Beefy Boxes and Bandwidth Generously Provided by pair Networks
laziness, impatience, and hubris
 
PerlMonks  

an efficient program?

by Angharad (Pilgrim)
on May 25, 2006 at 20:52 UTC ( [id://551702]=perlquestion: print w/replies, xml ) Need Help??

Angharad has asked for the wisdom of the Perl Monks concerning the following question:

Hi there
I have a database (mysql) with around 80000 entries. All entries have codes like this: wey134. These codes represent certain 'groupings' and a significant number of entries can belong to the same grouping and therefore have the same code to refer to that.
Each entry has its own unique ID. For every entry, I want to do some analysis - comparing the first entry for example with every other entry in the database. But I only want to do the analysis on that entry with all other entries that are NOT in the same grouping.
As it's a large database, I want to make sure I write an efficient program. I want to go though each entry in the database and then compare that entry with all other entries and pull out those that are not in the same grouping as the first entry of interest.
So - I thought of using fetch_arrayref for that and go though each entry in the array one at a time using a for loop and then create another for loop within that one which would go though all other entries and then compare with 'group codes' and pull out those that are different to the initial entry.
I'm concerned though in case this would make for a particularly slow program and I was wondering if anyone had suggestions for writing a program that would make the process faster.
Thanks a lot.

Replies are listed 'Best First'.
Re: an efficient program?
by Errto (Vicar) on May 25, 2006 at 21:19 UTC
    Normally I would suggest doing this sort of processing in SQL and then doing what needs to be done on the client side. If you really need to compare every entry with every single other entry that does not have the same code value, you can use (God help me) a Cartesian product:
    SELECT a.entry_id, a.some_other_col, b.some_other_col FROM my_table a, my_table b WHERE a.entry_code != b.entry_code ORDER BY a.entry_id
    This way you only need to do one query against the DB. If you have enough memory on the machine, you can also select the data in fairly large chunks using fetchall_arrayref with an appropriate max_rows parameter. But bear in mind what you're trying to do will be inherently fairly resource-consuming. For example, let's say you have 50 groupings and 1600 rows per grouping. That means you'll have a total of (80000 x (80000 - 1600)) = 6,272,000,000 rows of data to deal with, which is a lot.
Re: an efficient program?
by ptum (Priest) on May 25, 2006 at 21:21 UTC

    Depending on your database, it might be more efficient for you to push as much of the grouping and comparisons to the database engine. I can't tell what could be done because your question is pretty vague with regard to the nature of the 'analysis' that you are performing.

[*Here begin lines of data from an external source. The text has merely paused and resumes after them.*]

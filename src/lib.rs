//! Dependency Graph Sync
//!
//! Client core for browsing a server-computed software dependency graph:
//! keeps selection, cached projections and path discovery consistent across
//! local edits and collaborators on a shared push channel.
//!
//! # Features
//!
//! - **Single Writer**: one selection store, immutable snapshots, atomic fingerprints
//! - **Request Coalescing**: at most one projection fetch in flight per fingerprint
//! - **Staleness Suppression**: superseded responses complete and are discarded
//! - **Collaboration**: selection changes relayed over a websocket push channel
//! - **Path Discovery**: two-stage path query with a dependent projection fetch
//!
//! # Modules
//!
//! - `types`: Core data structures (Node, Edge, Projection, Fingerprint)
//! - `selection`: Selection store and snapshots
//! - `cache`: Projection and node-details caches
//! - `gateway`: REST query gateway
//! - `channel`: Push channel messages and transports
//! - `path`: Path explorer state machine
//! - `view`: View notifications and read model
//! - `session`: Facade wiring everything together
//!
//! # Example
//!
//! ```no_run
//! use depgraph_sync::{ClientConfig, NodeId, Session};
//!
//! #[tokio::main]
//! async fn main() -> depgraph_sync::Result<()> {
//!     let config = ClientConfig::from_env()?;
//!     let (session, _push) = Session::connect(&config).await?;
//!
//!     session.load_graph_files().await?;
//!     let projection = session.select_node(&NodeId::from("src/libbase.so"), true)?.await?;
//!     println!("{} nodes", projection.node_count());
//!     Ok(())
//! }
//! ```

pub mod cache;
pub mod channel;
pub mod config;
pub mod error;
pub mod gateway;
pub mod path;
pub mod selection;
pub mod session;
pub mod types;
pub mod view;

// Re-export commonly used items at crate root
pub use cache::{GraphProjectionCache, NodeDetailsCache, ProjectionFuture};
pub use channel::{LoopbackHub, RemoteEventChannel, WebSocketTransport};
pub use config::ClientConfig;
pub use error::{Error, QueryError, Result};
pub use gateway::{HttpGateway, QueryGateway};
pub use path::{PathExplorer, PathState};
pub use selection::{SelectionSnapshot, SelectionStore};
pub use session::{PathOutcome, Session};
pub use types::{
    Edge, Fingerprint, GraphFile, GraphId, Node, NodeId, PathSet, Projection, ProjectionKey,
    ReplicaId, SelectionEvent,
};
pub use view::{ViewEvent, ViewState, ViewUpdate};

/// Library version
pub const VERSION: &str = env!("CARGO_PKG_VERSION");

/// Library name
pub const NAME: &str = env!("CARGO_PKG_NAME");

    If the number of groupings is fairly small, you might consider building result set hashes or arrays for each grouping, so that (for a particular entry with a particular grouping code) you could only visit the result sets that do NOT correspond to the entry's grouping code (as you specified).

    Instinctively, I flinch when I see an Order n-squared algorithm -- it seems like there might be a better way to skin this cat, but again, I'm not able to give you advice on this at this level of abstraction, except to say that if you find yourself executing the same database query over and over again, you can sometimes save quite a bit of time building a lookup hash once with a slightly more complex query, and then referring to that hash instead of going to the database over and over.

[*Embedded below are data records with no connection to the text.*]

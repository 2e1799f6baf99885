//! Bounded most-recently-used retention window
//!
//! Entries past capacity are evicted oldest first, but only once nothing
//! outside the window still holds the value.

use std::collections::VecDeque;
use std::sync::Arc;

use crate::types::Fingerprint;

pub(crate) struct RecentWindow<V> {
    capacity: usize,
    // least recently used at the front
    entries: VecDeque<(Fingerprint, Arc<V>)>,
}

impl<V> RecentWindow<V> {
    pub(crate) fn new(capacity: usize) -> Self {
        Self {
            capacity: capacity.max(1),
            entries: VecDeque::new(),
        }
    }

    /// Look up an entry and mark it most recently used
    pub(crate) fn get(&mut self, fingerprint: &Fingerprint) -> Option<Arc<V>> {
        let index = self.position(fingerprint)?;
        let entry = self.entries.remove(index)?;
        let value = Arc::clone(&entry.1);
        self.entries.push_back(entry);
        Some(value)
    }

    pub(crate) fn contains(&self, fingerprint: &Fingerprint) -> bool {
        self.position(fingerprint).is_some()
    }

    pub(crate) fn insert(&mut self, fingerprint: Fingerprint, value: Arc<V>) {
        if let Some(index) = self.position(&fingerprint) {
            self.entries.remove(index);
        }
        self.entries.push_back((fingerprint, value));
        self.evict();
    }

    pub(crate) fn remove(&mut self, fingerprint: &Fingerprint) -> Option<Arc<V>> {
        let index = self.position(fingerprint)?;
        self.entries.remove(index).map(|(_, value)| value)
    }

    pub(crate) fn clear(&mut self) {
        self.entries.clear();
    }

    pub(crate) fn len(&self) -> usize {
        self.entries.len()
    }

    fn position(&self, fingerprint: &Fingerprint) -> Option<usize> {
        self.entries.iter().position(|(fp, _)| fp == fingerprint)
    }

    fn evict(&mut self) {
        while self.entries.len() > self.capacity {
            let unreferenced = self
                .entries
                .iter()
                .position(|(_, value)| Arc::strong_count(value) == 1);
            match unreferenced {
                Some(index) => {
                    self.entries.remove(index);
                }
                // everything is still in use by a view
                None => break,
            }
        }
    }
}

#[cfg(test)]
mod tests {
    use super::*;
    use crate::types::{GraphId, ProjectionKey};

    fn fp(n: u32) -> Fingerprint {
        ProjectionKey::new(GraphId::from(format!("g{}", n)), Default::default(), false).fingerprint()
    }

    #[test]
    fn test_evicts_least_recently_used() {
        let mut window = RecentWindow::new(2);
        window.insert(fp(1), Arc::new(1));
        window.insert(fp(2), Arc::new(2));

        // touch 1 so 2 becomes the oldest
        assert!(window.get(&fp(1)).is_some());
        window.insert(fp(3), Arc::new(3));

        assert_eq!(window.len(), 2);
        assert!(window.contains(&fp(1)));
        assert!(!window.contains(&fp(2)));
        assert!(window.contains(&fp(3)));
    }

    #[test]
    fn test_referenced_entries_survive_eviction() {
        let mut window = RecentWindow::new(1);
        let held = Arc::new(1);
        window.insert(fp(1), Arc::clone(&held));
        window.insert(fp(2), Arc::new(2));

        // fp(1) is still held outside, so the unreferenced fp(2) goes instead
        assert!(window.contains(&fp(1)));
        assert!(!window.contains(&fp(2)));

        drop(held);
        window.insert(fp(3), Arc::new(3));
        assert!(!window.contains(&fp(1)));
        assert!(window.contains(&fp(3)));
    }

    #[test]
    fn test_window_overflows_while_all_referenced() {
        let mut window = RecentWindow::new(1);
        let a = Arc::new(1);
        let b = Arc::new(2);
        window.insert(fp(1), Arc::clone(&a));
        window.insert(fp(2), Arc::clone(&b));
        assert_eq!(window.len(), 2);
    }

    #[test]
    fn test_remove_and_clear() {
        let mut window = RecentWindow::new(4);
        window.insert(fp(1), Arc::new(1));
        window.insert(fp(2), Arc::new(2));

        assert_eq!(window.remove(&fp(1)).as_deref(), Some(&1));
        assert!(window.remove(&fp(1)).is_none());

        window.clear();
        assert_eq!(window.len(), 0);
    }
}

    Of course, you'll want to build statement handles and placeholders for any repetitive query.


    No good deed goes unpunished. -- (attributed to) Oscar Wilde
Re: an efficient program?
by MonkE (Hermit) on May 25, 2006 at 21:34 UTC
    Despite the large amount of information you provided, it is still not clear how your data is laid out or what type of analysis you intend to do. For some tips on how to present your problem see [How (Not) To Ask A Question].

    Depending on the type of analysis you need, you should strongly consider using the capabilities of the underlying mysql database instead, and minimze the use of client-side code for database processing -- Do as much processing as possible on the database side (for the sake of speed and bandwidth). When you have your results, then you can create a pretty report with perl.
Re: an efficient program?
by SamCG (Hermit) on May 25, 2006 at 21:16 UTC
    I don't think I have a clear idea of your database structure. Is this all in one table? If so, can you give a slightly better idea what this table looks like?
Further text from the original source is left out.